### EXERCISE GOAL:
A single number is the answer: the count of lines in the listing below that contain "LoginUseCase".

#### SOURCE DATA

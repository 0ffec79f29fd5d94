//! Auth (Authentication) Engine
//!
//! Clean Architecture structure:
//! - `domain/` - Entities, lockout policy, collaborator contracts
//! - `application/` - Use cases, configuration, token issuing
//!
//! ## Features
//! - Login with email or username + password
//! - Progressive account lockout (temporary at 3 failures, permanent at 5)
//! - JWT access tokens + one-shot rotating opaque refresh tokens
//! - Email-confirmation and password-reset token lifecycles
//!
//! ## Security Model
//! - Passwords hashed with Argon2id (NIST SP 800-63B compliant)
//! - Refresh tokens are 64 bytes of CSPRNG output; rotation revokes the
//!   presented token before a replacement is issued
//! - Unknown identifier and wrong password are indistinguishable to callers
//! - Every security-relevant decision is written to the audit sink

pub mod application;
pub mod domain;
pub mod error;


// Re-exports for convenience
pub use application::config::AuthConfig;
pub use error::{AuthError, AuthResult};

// Re-export kernel error types for unified error handling
pub use kernel::error::{
    app_error::{AppError, AppResult},
    kind::ErrorKind,
};

// Convenience re-exports
pub mod config {
    pub use crate::application::config::*;
}

pub mod models {
    pub use crate::domain::entity::*;
    pub use crate::domain::value_object::*;
}

pub mod contracts {
    pub use crate::domain::repository::*;
}
//! Login Use Case
//!
//! Authenticates an account and issues an access/refresh token pair.
//!
//! Check order: identifier resolution, lockout evaluation (permanent block,
//! auto-reactivation, running lockout, deactivation), email confirmation,
//! then password verification. Unknown identifier and wrong password both
//! answer `InvalidCredentials`.

use std::sync::Arc;

use chrono::Utc;
use platform::client::CallerContext;
use platform::password::{ClearTextPassword, HashedPassword};

use crate::application::config::AuthConfig;
use crate::application::record_audit;
use crate::application::token::TokenIssuer;
use crate::domain::entity::{Account, NewRefreshToken};
use crate::domain::lockout::{FailureAction, LockoutCheck, LockoutPolicy};
use crate::domain::repository::{AuditSeverity, AuditSink, CredentialStore, RefreshTokenStore};
use crate::domain::value_object::AccountId;
use crate::error::{AuthError, AuthResult};

/// Login input
pub struct LoginInput {
    /// Email address or user name
    pub identifier: String,
    /// Plaintext password
    pub password: String,
}

/// Login output
#[derive(Debug)]
pub struct LoginOutput {
    /// Signed access token
    pub access_token: String,
    /// Opaque refresh token
    pub refresh_token: String,
    pub account_id: AccountId,
    pub user_name: String,
    pub email: String,
}

/// Login use case
pub struct LoginUseCase<C, R, A>
where
    C: CredentialStore,
    R: RefreshTokenStore,
    A: AuditSink,
{
    accounts: Arc<C>,
    refresh_tokens: Arc<R>,
    audit: Arc<A>,
    issuer: TokenIssuer,
    config: Arc<AuthConfig>,
}

impl<C, R, A> LoginUseCase<C, R, A>
where
    C: CredentialStore,
    R: RefreshTokenStore,
    A: AuditSink,
{
    pub fn new(accounts: Arc<C>, refresh_tokens: Arc<R>, audit: Arc<A>, config: Arc<AuthConfig>) -> Self {
        Self {
            accounts,
            refresh_tokens,
            audit,
            issuer: TokenIssuer::new(config.clone()),
            config,
        }
    }

    pub async fn execute(&self, input: LoginInput, ctx: &CallerContext) -> AuthResult<LoginOutput> {
        let account = match self.accounts.find_by_identifier(&input.identifier).await? {
            Some(account) => account,
            None => {
                record_audit(
                    self.audit.as_ref(),
                    None,
                    &format!("Login failed: {} not found", input.identifier),
                    AuditSeverity::Warning,
                    ctx,
                )
                .await;
                return Err(AuthError::InvalidCredentials);
            }
        };

        let now = Utc::now();
        match LockoutPolicy::evaluate(&account, now) {
            LockoutCheck::Blocked => return Err(AuthError::PermanentlyBlocked),
            LockoutCheck::AutoReactivate => {
                self.accounts.reactivate_after_lockout(account.id).await?;
                record_audit(
                    self.audit.as_ref(),
                    Some(account.id),
                    "Account auto-reactivated after lockout",
                    AuditSeverity::Info,
                    ctx,
                )
                .await;
                // Counter is < 5 here, so the re-evaluation is Allowed
            }
            LockoutCheck::StillLockedOut { until } => {
                return Err(AuthError::LockedOut {
                    available_at: until,
                });
            }
            LockoutCheck::Deactivated => return Err(AuthError::AccountDeactivated),
            LockoutCheck::Allowed => {}
        }

        if !account.email_confirmed {
            return Err(AuthError::EmailNotConfirmed);
        }

        if !self.verify_password(&account, input.password) {
            return self.handle_failed_password(&account, ctx).await;
        }

        if account.failed_attempts > 0 {
            self.accounts.reset_failed_attempts(account.id).await?;
        }

        // Roles are read at mint time so the token reflects the latest
        // assignment
        let roles = self.accounts.roles_for(account.id).await?;
        let access_token = self.issuer.mint_access_token(&account, roles, now)?;
        let refresh_token = self.issuer.generate_refresh_token();
        self.refresh_tokens
            .add(NewRefreshToken::issue(
                account.id,
                refresh_token.clone(),
                now,
                self.config.refresh_token_ttl,
            ))
            .await?;

        record_audit(
            self.audit.as_ref(),
            Some(account.id),
            &format!("Login successful: {}", account.email),
            AuditSeverity::Success,
            ctx,
        )
        .await;

        tracing::info!(account_id = %account.id, "Account logged in");

        Ok(LoginOutput {
            access_token,
            refresh_token,
            account_id: account.id,
            user_name: account.user_name.original().to_string(),
            email: account.email.as_str().to_string(),
        })
    }

    /// Check the presented password against the stored hash
    ///
    /// A password the policy cannot even construct, or a corrupt stored
    /// hash, counts as a failed check: both feed the failed-attempt
    /// counter rather than bypassing it.
    fn verify_password(&self, account: &Account, password: String) -> bool {
        let Ok(password) = ClearTextPassword::new(password) else {
            return false;
        };
        match HashedPassword::from_phc_string(&account.password_hash) {
            Ok(hash) => hash.verify(&password, self.config.pepper()),
            Err(_) => false,
        }
    }

    /// Apply the failed-attempt side effects, then reject
    async fn handle_failed_password(
        &self,
        account: &Account,
        ctx: &CallerContext,
    ) -> AuthResult<LoginOutput> {
        let new_count = self.accounts.increment_failed_attempts(account.id).await?;

        match LockoutPolicy::on_failure(new_count, Utc::now()) {
            FailureAction::Deactivate { lockout_until } => {
                self.accounts.deactivate(account.id, lockout_until).await?;
                record_audit(
                    self.audit.as_ref(),
                    Some(account.id),
                    "Account deactivated after 3 failed login attempts",
                    AuditSeverity::Warning,
                    ctx,
                )
                .await;
            }
            FailureAction::PermanentBlock => {
                record_audit(
                    self.audit.as_ref(),
                    Some(account.id),
                    "Account permanently blocked after 5 failed login attempts",
                    AuditSeverity::Error,
                    ctx,
                )
                .await;
            }
            FailureAction::None => {}
        }

        tracing::warn!(account_id = %account.id, failed_attempts = new_count, "Invalid login attempt");

        Err(AuthError::InvalidCredentials)
    }
}
//! Shared Kernel - Domain-crossing minimal core
//!
//! This crate contains the "smallest core" of domain vocabulary:
//! - Common error types and result aliases
//! - Common primitive value objects (ID types)
//!
//! **Design Principle**: Only include things that are "hard to change"
//! and have consistent meaning across all domains.

pub mod error {
    pub mod app_error;
    pub mod conversions;
    pub mod kind;
}
pub mod id;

########

### PROBLEM SOLUTION:
2